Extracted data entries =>

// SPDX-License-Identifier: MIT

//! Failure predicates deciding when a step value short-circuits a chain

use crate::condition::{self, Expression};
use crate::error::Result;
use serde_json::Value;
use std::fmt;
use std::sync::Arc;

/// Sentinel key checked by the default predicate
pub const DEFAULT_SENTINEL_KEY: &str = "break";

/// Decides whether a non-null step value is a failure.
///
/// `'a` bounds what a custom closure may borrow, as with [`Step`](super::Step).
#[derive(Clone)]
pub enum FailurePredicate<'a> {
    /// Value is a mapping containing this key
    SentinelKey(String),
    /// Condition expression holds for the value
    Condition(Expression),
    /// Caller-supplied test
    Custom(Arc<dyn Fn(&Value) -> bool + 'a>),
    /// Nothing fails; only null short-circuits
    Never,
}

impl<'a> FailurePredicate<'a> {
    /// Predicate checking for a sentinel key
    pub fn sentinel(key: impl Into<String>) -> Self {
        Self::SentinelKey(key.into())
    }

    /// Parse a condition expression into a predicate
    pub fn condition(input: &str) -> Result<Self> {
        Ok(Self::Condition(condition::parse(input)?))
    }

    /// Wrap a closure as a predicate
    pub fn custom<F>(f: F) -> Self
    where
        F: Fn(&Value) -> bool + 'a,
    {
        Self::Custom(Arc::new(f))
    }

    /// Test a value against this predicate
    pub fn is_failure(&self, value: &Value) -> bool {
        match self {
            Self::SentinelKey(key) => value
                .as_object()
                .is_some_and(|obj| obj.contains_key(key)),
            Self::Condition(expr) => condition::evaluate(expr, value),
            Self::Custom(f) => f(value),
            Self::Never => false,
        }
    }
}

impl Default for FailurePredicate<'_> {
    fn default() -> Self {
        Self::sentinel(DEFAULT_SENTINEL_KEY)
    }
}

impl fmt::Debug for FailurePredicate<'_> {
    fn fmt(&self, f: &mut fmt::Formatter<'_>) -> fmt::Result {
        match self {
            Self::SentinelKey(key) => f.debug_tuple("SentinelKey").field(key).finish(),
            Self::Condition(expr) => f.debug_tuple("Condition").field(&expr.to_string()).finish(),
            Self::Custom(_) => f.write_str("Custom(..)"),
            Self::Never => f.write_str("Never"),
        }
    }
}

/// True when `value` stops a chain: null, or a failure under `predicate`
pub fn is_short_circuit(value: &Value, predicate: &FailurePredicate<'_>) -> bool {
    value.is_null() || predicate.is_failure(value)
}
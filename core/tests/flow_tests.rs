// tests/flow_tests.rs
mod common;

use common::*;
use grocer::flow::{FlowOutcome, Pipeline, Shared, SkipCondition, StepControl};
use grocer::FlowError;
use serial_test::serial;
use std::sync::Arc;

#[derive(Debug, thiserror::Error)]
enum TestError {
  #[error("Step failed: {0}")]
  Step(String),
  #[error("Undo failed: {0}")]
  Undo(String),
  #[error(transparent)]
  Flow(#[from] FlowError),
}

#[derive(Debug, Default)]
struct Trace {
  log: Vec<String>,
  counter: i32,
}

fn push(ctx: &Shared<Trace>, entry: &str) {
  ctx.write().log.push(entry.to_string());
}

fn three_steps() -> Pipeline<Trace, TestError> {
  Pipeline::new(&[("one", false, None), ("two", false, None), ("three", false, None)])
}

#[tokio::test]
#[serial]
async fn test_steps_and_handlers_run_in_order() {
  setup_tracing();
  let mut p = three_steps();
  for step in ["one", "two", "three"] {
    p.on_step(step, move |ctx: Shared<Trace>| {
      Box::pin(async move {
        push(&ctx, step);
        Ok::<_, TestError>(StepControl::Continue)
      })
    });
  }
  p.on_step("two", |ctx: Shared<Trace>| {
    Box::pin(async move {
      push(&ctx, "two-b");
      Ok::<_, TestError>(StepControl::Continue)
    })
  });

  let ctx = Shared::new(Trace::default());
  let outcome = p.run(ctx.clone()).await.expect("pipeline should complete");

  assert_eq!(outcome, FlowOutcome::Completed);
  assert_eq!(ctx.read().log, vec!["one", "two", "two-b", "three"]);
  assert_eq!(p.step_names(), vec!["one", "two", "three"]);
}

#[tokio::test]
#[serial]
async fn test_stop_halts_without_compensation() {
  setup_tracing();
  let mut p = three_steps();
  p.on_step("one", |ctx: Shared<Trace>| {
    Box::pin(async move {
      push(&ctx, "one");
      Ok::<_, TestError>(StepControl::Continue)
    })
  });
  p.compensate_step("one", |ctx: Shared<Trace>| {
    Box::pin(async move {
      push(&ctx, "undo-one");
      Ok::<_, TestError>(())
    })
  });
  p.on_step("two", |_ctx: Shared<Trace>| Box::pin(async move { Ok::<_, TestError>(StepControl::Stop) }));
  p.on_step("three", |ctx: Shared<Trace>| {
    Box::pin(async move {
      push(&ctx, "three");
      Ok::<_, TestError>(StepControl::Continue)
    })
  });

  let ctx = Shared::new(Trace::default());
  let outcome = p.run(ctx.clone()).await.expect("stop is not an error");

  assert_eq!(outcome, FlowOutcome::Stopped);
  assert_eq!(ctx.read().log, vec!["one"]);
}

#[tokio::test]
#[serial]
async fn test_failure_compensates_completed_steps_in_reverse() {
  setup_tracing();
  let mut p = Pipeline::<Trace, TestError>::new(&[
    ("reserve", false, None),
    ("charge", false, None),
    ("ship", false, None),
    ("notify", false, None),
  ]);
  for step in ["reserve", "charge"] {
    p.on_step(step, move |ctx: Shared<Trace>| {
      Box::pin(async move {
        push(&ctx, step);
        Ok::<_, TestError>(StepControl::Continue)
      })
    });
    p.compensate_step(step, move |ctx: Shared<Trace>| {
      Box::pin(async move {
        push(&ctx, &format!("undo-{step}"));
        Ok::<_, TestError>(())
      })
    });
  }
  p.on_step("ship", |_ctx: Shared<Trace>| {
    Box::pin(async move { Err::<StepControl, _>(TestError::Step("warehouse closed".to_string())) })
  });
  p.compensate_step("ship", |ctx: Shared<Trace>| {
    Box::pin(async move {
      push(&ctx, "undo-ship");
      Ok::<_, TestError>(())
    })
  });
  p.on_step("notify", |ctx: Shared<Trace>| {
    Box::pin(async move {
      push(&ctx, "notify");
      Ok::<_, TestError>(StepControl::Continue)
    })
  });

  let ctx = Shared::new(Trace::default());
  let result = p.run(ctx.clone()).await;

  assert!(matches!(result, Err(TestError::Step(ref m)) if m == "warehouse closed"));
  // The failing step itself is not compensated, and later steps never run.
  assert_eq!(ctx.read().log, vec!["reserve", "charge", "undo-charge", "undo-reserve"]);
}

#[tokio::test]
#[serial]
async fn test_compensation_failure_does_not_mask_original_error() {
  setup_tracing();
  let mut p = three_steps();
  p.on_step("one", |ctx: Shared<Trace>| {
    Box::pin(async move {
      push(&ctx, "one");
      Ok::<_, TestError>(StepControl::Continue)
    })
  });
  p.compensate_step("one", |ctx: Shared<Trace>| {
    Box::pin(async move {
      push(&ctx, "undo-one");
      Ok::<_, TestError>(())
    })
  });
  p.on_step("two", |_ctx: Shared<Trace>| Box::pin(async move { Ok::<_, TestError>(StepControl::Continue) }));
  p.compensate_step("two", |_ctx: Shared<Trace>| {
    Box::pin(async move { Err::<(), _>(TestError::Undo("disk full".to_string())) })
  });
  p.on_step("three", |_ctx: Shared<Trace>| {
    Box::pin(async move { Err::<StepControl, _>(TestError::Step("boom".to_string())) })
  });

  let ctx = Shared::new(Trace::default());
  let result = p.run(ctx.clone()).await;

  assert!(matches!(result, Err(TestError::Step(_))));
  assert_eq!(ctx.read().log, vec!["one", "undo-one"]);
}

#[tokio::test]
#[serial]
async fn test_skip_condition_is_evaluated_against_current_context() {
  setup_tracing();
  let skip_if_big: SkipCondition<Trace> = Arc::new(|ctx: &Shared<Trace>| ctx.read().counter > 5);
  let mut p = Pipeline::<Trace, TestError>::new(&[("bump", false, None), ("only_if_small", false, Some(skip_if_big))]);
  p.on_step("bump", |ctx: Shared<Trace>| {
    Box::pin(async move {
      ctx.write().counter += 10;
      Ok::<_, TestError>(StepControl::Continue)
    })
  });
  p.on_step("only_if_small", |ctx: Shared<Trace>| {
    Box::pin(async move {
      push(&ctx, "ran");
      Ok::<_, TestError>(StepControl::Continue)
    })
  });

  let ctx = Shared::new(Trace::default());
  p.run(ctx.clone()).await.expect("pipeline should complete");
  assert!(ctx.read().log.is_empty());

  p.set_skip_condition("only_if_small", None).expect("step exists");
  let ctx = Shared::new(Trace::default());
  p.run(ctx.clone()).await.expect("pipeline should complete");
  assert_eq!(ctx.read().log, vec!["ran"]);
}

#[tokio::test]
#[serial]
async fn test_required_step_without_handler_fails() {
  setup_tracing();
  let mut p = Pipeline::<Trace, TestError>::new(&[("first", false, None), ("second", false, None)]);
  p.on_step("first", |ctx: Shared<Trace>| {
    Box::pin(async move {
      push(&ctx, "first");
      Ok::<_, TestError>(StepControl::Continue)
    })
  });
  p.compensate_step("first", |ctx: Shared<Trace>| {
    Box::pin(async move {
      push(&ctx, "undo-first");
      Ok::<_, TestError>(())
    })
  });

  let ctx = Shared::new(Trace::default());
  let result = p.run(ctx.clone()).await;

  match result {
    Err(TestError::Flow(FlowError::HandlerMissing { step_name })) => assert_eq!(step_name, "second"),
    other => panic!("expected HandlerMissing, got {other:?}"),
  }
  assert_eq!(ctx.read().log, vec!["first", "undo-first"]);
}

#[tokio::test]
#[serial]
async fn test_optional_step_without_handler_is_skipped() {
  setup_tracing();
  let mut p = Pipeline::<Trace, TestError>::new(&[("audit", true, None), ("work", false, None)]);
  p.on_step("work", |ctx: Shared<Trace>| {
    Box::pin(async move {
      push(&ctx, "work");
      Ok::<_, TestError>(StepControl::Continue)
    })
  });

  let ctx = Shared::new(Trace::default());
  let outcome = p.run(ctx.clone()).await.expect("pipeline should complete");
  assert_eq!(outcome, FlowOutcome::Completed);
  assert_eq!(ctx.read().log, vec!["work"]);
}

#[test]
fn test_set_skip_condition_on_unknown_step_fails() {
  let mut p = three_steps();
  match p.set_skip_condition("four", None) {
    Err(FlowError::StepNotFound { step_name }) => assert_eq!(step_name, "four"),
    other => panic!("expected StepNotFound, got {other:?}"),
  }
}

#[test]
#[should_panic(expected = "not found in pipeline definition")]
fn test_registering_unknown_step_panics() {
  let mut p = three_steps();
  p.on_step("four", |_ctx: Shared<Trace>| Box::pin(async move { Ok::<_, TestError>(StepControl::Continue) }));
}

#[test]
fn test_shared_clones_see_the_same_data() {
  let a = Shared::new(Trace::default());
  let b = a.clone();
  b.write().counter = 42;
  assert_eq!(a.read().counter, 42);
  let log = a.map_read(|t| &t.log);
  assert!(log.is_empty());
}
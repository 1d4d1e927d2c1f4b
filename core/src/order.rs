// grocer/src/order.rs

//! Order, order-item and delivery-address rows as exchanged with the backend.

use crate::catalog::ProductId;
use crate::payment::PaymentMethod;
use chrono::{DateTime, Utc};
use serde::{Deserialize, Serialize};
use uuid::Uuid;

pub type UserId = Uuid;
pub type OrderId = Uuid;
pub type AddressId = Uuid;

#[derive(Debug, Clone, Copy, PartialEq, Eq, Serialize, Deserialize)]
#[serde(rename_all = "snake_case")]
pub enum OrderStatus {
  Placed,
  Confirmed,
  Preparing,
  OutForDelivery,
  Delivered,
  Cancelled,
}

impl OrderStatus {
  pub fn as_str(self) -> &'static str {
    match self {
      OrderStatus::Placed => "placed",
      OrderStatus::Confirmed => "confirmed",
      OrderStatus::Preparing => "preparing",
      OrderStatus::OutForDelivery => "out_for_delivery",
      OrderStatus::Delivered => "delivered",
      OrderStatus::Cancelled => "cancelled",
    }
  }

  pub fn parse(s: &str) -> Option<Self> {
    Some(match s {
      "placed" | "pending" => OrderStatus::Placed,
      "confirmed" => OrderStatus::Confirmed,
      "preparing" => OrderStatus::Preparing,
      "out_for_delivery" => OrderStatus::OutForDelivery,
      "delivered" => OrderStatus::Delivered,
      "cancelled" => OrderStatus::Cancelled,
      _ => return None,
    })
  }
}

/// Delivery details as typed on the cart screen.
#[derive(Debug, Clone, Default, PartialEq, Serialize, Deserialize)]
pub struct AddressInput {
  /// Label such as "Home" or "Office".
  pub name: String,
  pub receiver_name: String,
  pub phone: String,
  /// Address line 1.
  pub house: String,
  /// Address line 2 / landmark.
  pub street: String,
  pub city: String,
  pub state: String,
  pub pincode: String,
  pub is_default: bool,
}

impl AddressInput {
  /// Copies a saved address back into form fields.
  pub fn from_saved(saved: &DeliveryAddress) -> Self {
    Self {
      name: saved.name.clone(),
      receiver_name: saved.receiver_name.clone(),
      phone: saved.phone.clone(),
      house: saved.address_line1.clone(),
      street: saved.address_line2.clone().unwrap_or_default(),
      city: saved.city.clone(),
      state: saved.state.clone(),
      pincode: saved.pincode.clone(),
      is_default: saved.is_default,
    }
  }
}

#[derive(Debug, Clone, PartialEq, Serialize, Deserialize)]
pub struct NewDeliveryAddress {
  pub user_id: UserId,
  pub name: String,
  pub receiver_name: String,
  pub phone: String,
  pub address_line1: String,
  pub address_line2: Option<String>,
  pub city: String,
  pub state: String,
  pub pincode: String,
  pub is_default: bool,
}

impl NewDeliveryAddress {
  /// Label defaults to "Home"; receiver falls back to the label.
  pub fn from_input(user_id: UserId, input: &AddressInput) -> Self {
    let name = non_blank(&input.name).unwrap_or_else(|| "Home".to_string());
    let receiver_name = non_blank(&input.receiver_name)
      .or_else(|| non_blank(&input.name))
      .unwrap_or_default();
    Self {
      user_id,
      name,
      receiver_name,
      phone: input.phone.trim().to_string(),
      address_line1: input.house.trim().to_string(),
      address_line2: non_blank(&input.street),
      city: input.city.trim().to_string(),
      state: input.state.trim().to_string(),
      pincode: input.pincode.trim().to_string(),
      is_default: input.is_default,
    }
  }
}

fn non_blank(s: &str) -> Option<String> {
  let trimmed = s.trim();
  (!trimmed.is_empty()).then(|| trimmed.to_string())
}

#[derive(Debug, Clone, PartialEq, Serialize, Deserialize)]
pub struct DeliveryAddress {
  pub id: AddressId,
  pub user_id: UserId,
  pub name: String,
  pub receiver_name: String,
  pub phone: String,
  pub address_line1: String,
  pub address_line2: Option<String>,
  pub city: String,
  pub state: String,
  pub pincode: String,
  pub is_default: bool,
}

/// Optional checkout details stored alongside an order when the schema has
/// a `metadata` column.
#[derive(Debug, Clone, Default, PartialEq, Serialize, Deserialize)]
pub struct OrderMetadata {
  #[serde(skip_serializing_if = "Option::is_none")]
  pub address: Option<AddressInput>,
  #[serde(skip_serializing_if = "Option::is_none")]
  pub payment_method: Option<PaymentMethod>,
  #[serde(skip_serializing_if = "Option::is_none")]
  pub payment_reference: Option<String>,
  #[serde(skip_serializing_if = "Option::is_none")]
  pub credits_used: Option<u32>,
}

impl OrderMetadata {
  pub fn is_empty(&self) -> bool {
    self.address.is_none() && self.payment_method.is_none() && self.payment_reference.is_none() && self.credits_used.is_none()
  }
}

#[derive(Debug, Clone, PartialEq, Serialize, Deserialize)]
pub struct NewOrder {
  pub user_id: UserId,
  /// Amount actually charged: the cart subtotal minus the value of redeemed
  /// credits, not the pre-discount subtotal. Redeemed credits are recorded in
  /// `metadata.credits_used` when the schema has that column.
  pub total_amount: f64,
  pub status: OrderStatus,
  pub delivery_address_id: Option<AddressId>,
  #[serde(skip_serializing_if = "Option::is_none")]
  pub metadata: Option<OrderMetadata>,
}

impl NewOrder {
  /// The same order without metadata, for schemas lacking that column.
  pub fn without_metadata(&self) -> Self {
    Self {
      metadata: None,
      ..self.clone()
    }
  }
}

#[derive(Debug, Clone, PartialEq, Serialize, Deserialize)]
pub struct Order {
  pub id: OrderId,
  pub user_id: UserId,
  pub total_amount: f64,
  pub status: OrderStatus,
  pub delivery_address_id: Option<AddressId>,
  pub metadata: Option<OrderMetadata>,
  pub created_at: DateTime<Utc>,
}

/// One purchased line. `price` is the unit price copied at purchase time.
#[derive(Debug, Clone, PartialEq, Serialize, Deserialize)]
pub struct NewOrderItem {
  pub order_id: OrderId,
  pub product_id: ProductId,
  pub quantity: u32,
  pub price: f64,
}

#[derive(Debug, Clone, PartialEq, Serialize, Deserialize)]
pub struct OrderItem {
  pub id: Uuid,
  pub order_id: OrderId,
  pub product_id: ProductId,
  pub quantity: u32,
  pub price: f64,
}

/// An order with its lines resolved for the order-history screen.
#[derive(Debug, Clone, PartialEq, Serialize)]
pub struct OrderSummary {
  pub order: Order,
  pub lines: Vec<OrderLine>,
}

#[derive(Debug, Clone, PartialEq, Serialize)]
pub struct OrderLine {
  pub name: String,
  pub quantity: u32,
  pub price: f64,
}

The task => Within the records, how many lines include "Uuid"? The answer is the number and nothing else.

Exercise solution => 5